Rarely has the human impulse toward monocausality--the need for a single explanation--been in greater evidence than in Western attempts to make sense of the country's bloody dissolution. From Robert Kaplan's controversial Balkan Ghosts, which identified entrenched ethnic hatreds as the driving force behind Yugoslavia's demise to NATO's dogged pursuit and arrest of Slobodan Milosevic, the quest for easy answers has frequently served to obscure the Balkans' complex history. Perhaps most surprisingly, no book has focused explicitly on the role religion has played in the conflicts that continue to torment southeastern Europe.

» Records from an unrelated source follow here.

//! # Fuse Monitor
//!
//! Owns the monitoring lifecycle and wires the components together:
//!
//! ```text
//! initialize -> selftest -> start -> ... -> stop -> shutdown
//!
//! sweep loop (task):
//!   run_frame ──> frame ─┬─> csv queue       ──> CsvPersister::append   (task)
//!                        └─> telemetry queue ──> TelemetrySender::send  (task)
//!   wait for next cycle
//! ```
//!
//! Each component drains its own queue, one frame at a time and in sweep
//! order. Handing a frame over never waits, so a slow disk or a hung server
//! cannot stretch the sweep cadence. A queue that falls behind by more than
//! [`DELIVERY_QUEUE_CAPACITY`] frames drops its oldest frame.
//!
//! On stop the CSV queue is written out in full. Telemetry still queued, or
//! interrupted mid-send, is moved to the sender's buffer unsent.

use std::collections::{BTreeMap, VecDeque};
use std::sync::atomic::{AtomicBool, AtomicU64, AtomicU8, Ordering};
use std::sync::{Arc, MutexGuard, PoisonError};
use std::time::Instant;

use chrono::Local;
use serde::Serialize;
use tokio::sync::{watch, Mutex, Notify};
use tokio::task::JoinHandle;
use tracing::{debug, error, info, warn};

use crate::config::Config;
use crate::error::{FuseMonitorError, Result};
use crate::hardware::{AdcReader, DigitalOutput, Gain, ADC_CHANNEL_COUNT};
use crate::mux::{ChannelSelector, FuseAddress, MuxStatus, TOTAL_FUSES};
use crate::sampling::frame::TIMESTAMP_FORMAT;
use crate::sampling::scheduler::stop_requested;
use crate::sampling::{Frame, SamplingScheduler, SamplingStatus};
use crate::storage::{fuse_headers, CsvPersister, CsvStatus};
use crate::telemetry::{TelemetrySender, TelemetryStatus, TelemetryTransport};
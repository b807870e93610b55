//! # Telemetry Sender
//!
//! Best-effort delivery of each sweep with a bounded store-and-forward buffer.
//!
//! ## Send Flow
//!
//! ```text
//! send(frame)
//!   ├─ deliver ok   -> reset failures, replay up to `replay_batch` buffered (oldest first)
//!   └─ deliver err  -> count failure, buffer (evict oldest when full)
//! ```
//!
//! Sends are serialized by `sending`, so a replay never interleaves with a
//! newer frame and buffer order always matches sweep order. The buffer
//! itself sits behind a short-lived std lock that is never held across a
//! network call. Dropping a send part way through loses nothing that was
//! already buffered: a replayed payload leaves the buffer only after the
//! server accepted it. Transport errors never leave this module.

use std::collections::VecDeque;
use std::sync::atomic::{AtomicU64, AtomicUsize, Ordering};
use std::sync::{Arc, MutexGuard, PoisonError};
use std::time::Duration;

use chrono::{DateTime, Local};
use serde::Serialize;
use tokio::sync::Mutex;
use tracing::{debug, error, info, warn};

use super::payload::{SystemInfo, TelemetryPayload, DEFAULT_DEVICE_ID};
use super::transport::TelemetryTransport;
use crate::error::TransportError;
use crate::sampling::frame::{Frame, TIMESTAMP_FORMAT};

/// Sender settings
#[derive(Debug, Clone)]
pub struct SenderOptions {
    /// Maximum number of buffered payloads
    pub capacity: usize,
    /// Maximum buffered payloads replayed after one successful send
    pub replay_batch: usize,
    /// Upper bound on a single push
    pub send_timeout: Duration,
    pub device_id: String,
}

impl Default for SenderOptions {
    fn default() -> Self {
        Self {
            capacity: 100,
            replay_batch: 10,
            send_timeout: Duration::from_secs(10),
            device_id: DEFAULT_DEVICE_ID.to_string(),
        }
    }
}

/// Delivery counters, as reported in status
#[derive(Debug, Clone, Serialize, PartialEq, Eq)]
pub struct TelemetryStatus {
    pub buffered: usize,
    pub capacity: usize,
    pub consecutive_failures: u64,
    pub total_failures: u64,
    pub total_sent: u64,
    pub replayed: u64,
    pub dropped: u64,
    pub last_success: Option<String>,
}

pub struct TelemetrySender {
    transport: Arc<dyn TelemetryTransport>,
    options: SenderOptions,
    sending: Mutex<()>,
    buffer: std::sync::Mutex<VecDeque<TelemetryPayload>>,
    buffered: AtomicUsize,
    consecutive_failures: AtomicU64,
    total_failures: AtomicU64,
    total_sent: AtomicU64,
    replayed: AtomicU64,
    dropped: AtomicU64,
    last_success: std::sync::Mutex<Option<DateTime<Local>>>,
}

impl std::fmt::Debug for TelemetrySender {
    fn fmt(&self, f: &mut std::fmt::Formatter<'_>) -> std::fmt::Result {
        f.debug_struct("TelemetrySender")
            .field("options", &self.options)
            .field("status", &self.status())
            .finish_non_exhaustive()
    }
}

impl TelemetrySender {
    pub fn new(transport: Arc<dyn TelemetryTransport>, options: SenderOptions) -> Self {
        info!(
            "Telemetry sender ready (timeout {}s, buffer {} frames)",
            options.send_timeout.as_secs(),
            options.capacity
        );

        Self {
            transport,
            sending: Mutex::new(()),
            buffer: std::sync::Mutex::new(VecDeque::with_capacity(options.capacity)),
            options,
            buffered: AtomicUsize::new(0),
            consecutive_failures: AtomicU64::new(0),
            total_failures: AtomicU64::new(0),
            total_sent: AtomicU64::new(0),
            replayed: AtomicU64::new(0),
            dropped: AtomicU64::new(0),
            last_success: std::sync::Mutex::new(None),
        }
    }

    /// Check the server is reachable; a failure only means buffering until a send succeeds
    pub async fn check_server(&self) -> bool {
        let result = tokio::time::timeout(self.options.send_timeout, self.transport.health_check())
            .await
            .unwrap_or(Err(TransportError::Timeout));

        match result {
            Ok(()) => {
                info!("Telemetry server connection test successful");
                true
            }
            Err(e) => {
                warn!("Telemetry server connection test failed: {}", e);
                warn!("Running in buffer-only mode until a send succeeds");
                false
            }
        }
    }

    /// Build the payload for `frame`; the host snapshot is taken off the async workers
    pub async fn payload_for(&self, frame: &Frame) -> TelemetryPayload {
        let system_info = match tokio::task::spawn_blocking(SystemInfo::collect).await {
            Ok(info) => info,
            Err(e) => {
                warn!("Failed to collect system info: {}", e);
                SystemInfo::default()
            }
        };
        TelemetryPayload::from_frame(frame, &self.options.device_id, system_info)
    }

    /// Deliver `frame`, buffering it on failure, then replay the backlog
    pub async fn send(&self, frame: &Frame) {
        let payload = self.payload_for(frame).await;
        self.send_payload(payload).await;
    }

    /// Deliver a prepared payload, buffering it on failure, then replay the backlog
    pub async fn send_payload(&self, payload: TelemetryPayload) {
        let _sending = self.sending.lock().await;
        if self.deliver_locked(payload).await {
            self.replay_locked().await;
        }
    }

    /// Deliver a prepared payload without replaying; returns whether the server took it
    pub async fn deliver(&self, payload: TelemetryPayload) -> bool {
        let _sending = self.sending.lock().await;
        self.deliver_locked(payload).await
    }

    /// Replay up to `replay_batch` buffered payloads, oldest first
    pub async fn replay(&self) {
        let _sending = self.sending.lock().await;
        self.replay_locked().await;
    }

    /// Buffer `payload` without attempting delivery
    pub fn defer(&self, payload: TelemetryPayload) {
        debug!("Deferring frame {}", payload.sequence);
        self.enqueue(payload);
    }

    async fn deliver_locked(&self, payload: TelemetryPayload) -> bool {
        match self.push(&payload).await {
            Ok(()) => {
                self.consecutive_failures.store(0, Ordering::Relaxed);
                *self
                    .last_success
                    .lock()
                    .unwrap_or_else(PoisonError::into_inner) = Some(Local::now());
                debug!("Sent frame {}", payload.sequence);
                true
            }
            Err(e) => {
                error!("Failed to send frame {}: {}", payload.sequence, e);
                self.enqueue(payload);
                warn!(
                    "Data buffered ({}/{}) - {} consecutive failures",
                    self.buffered.load(Ordering::Relaxed),
                    self.options.capacity,
                    self.consecutive_failures.load(Ordering::Relaxed)
                );
                false
            }
        }
    }

    async fn push(&self, payload: &TelemetryPayload) -> Result<(), TransportError> {
        let result = tokio::time::timeout(self.options.send_timeout, self.transport.post(payload))
            .await
            .unwrap_or(Err(TransportError::Timeout));

        match result {
            Ok(()) => {
                self.total_sent.fetch_add(1, Ordering::Relaxed);
            }
            Err(_) => {
                self.consecutive_failures.fetch_add(1, Ordering::Relaxed);
                self.total_failures.fetch_add(1, Ordering::Relaxed);
            }
        }
        result
    }

    async fn replay_locked(&self) {
        let backlog = self.buffer().len();
        if backlog == 0 {
            return;
        }
        info!("Attempting to send {} buffered frames", backlog);

        let mut sent = 0;
        while sent < self.options.replay_batch {
            let Some(payload) = self.buffer().front().cloned() else {
                break;
            };

            match self.push(&payload).await {
                Ok(()) => {
                    let mut buffer = self.buffer();
                    // Eviction may have removed it while the push was in flight
                    if buffer.front().map(|front| front.sequence) == Some(payload.sequence) {
                        buffer.pop_front();
                    }
                    self.buffered.store(buffer.len(), Ordering::Relaxed);
                    drop(buffer);
                    sent += 1;
                    self.replayed.fetch_add(1, Ordering::Relaxed);
                }
                Err(e) => {
                    warn!("Replay of frame {} failed, keeping backlog: {}", payload.sequence, e);
                    break;
                }
            }
        }

        if sent > 0 {
            info!(
                "Successfully sent {} buffered frames ({} remaining)",
                sent,
                self.buffered.load(Ordering::Relaxed)
            );
        }
    }

    fn buffer(&self) -> MutexGuard<'_, VecDeque<TelemetryPayload>> {
        self.buffer.lock().unwrap_or_else(PoisonError::into_inner)
    }

    fn enqueue(&self, payload: TelemetryPayload) {
        if self.options.capacity == 0 {
            self.dropped.fetch_add(1, Ordering::Relaxed);
            return;
        }

        let mut buffer = self.buffer();
        while buffer.len() >= self.options.capacity {
            if let Some(evicted) = buffer.pop_front() {
                self.dropped.fetch_add(1, Ordering::Relaxed);
                debug!("Buffer full, dropped oldest frame {}", evicted.sequence);
            }
        }
        buffer.push_back(payload);
        self.buffered.store(buffer.len(), Ordering::Relaxed);

        if buffer.len() * 5 >= self.options.capacity * 4 {
            warn!("Buffer nearly full: {}/{}", buffer.len(), self.options.capacity);
        }
    }

    /// Sequence numbers of buffered frames, oldest first
    pub fn pending(&self) -> Vec<u64> {
        self.buffer().iter().map(|payload| payload.sequence).collect()
    }

    /// Delivery counters
    pub fn status(&self) -> TelemetryStatus {
        TelemetryStatus {
            buffered: self.buffered.load(Ordering::Relaxed),
            capacity: self.options.capacity,
            consecutive_failures: self.consecutive_failures.load(Ordering::Relaxed),
            total_failures: self.total_failures.load(Ordering::Relaxed),
            total_sent: self.total_sent.load(Ordering::Relaxed),
            replayed: self.replayed.load(Ordering::Relaxed),
            dropped: self.dropped.load(Ordering::Relaxed),
            last_success: self
                .last_success
                .lock()
                .unwrap_or_else(PoisonError::into_inner)
                .map(|ts| ts.format(TIMESTAMP_FORMAT).to_string()),
        }
    }

    /// Report unsent frames; returns how many are left in the buffer
    pub fn shutdown(&self) -> usize {
        let unsent = self.buffer().len();
        if unsent > 0 {
            warn!("Shutting down with {} unsent frames in buffer", unsent);
        }
        info!("Telemetry sender shut down");
        unsent
    }
}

Based on a wide range of South Slav sources and previously unpublished, often confidential documents from communist state archives, as well as on the author's own on-the-ground experience, Balkan Idols explores the political role and influence of Serbian Orthodox, Croatian Catholic, and Yugoslav Muslim religious organizations over the course of the last century. Vjekoslav Perica emphatically rejects the notion that a "clash of civilizations" has played a central role in fomenting aggression. He finds no compelling evidence of an upsurge in religious fervor among the general population. Rather, he concludes, the primary religious players in the conflicts have been activist clergy. This activism, Perica argues, allowed the clergy to assume political power without the accountability faced by democratically-elected officials.

What emerges from Perica's account is a deeply nuanced understanding of the history and troubled future of one of Europes most volatile regions.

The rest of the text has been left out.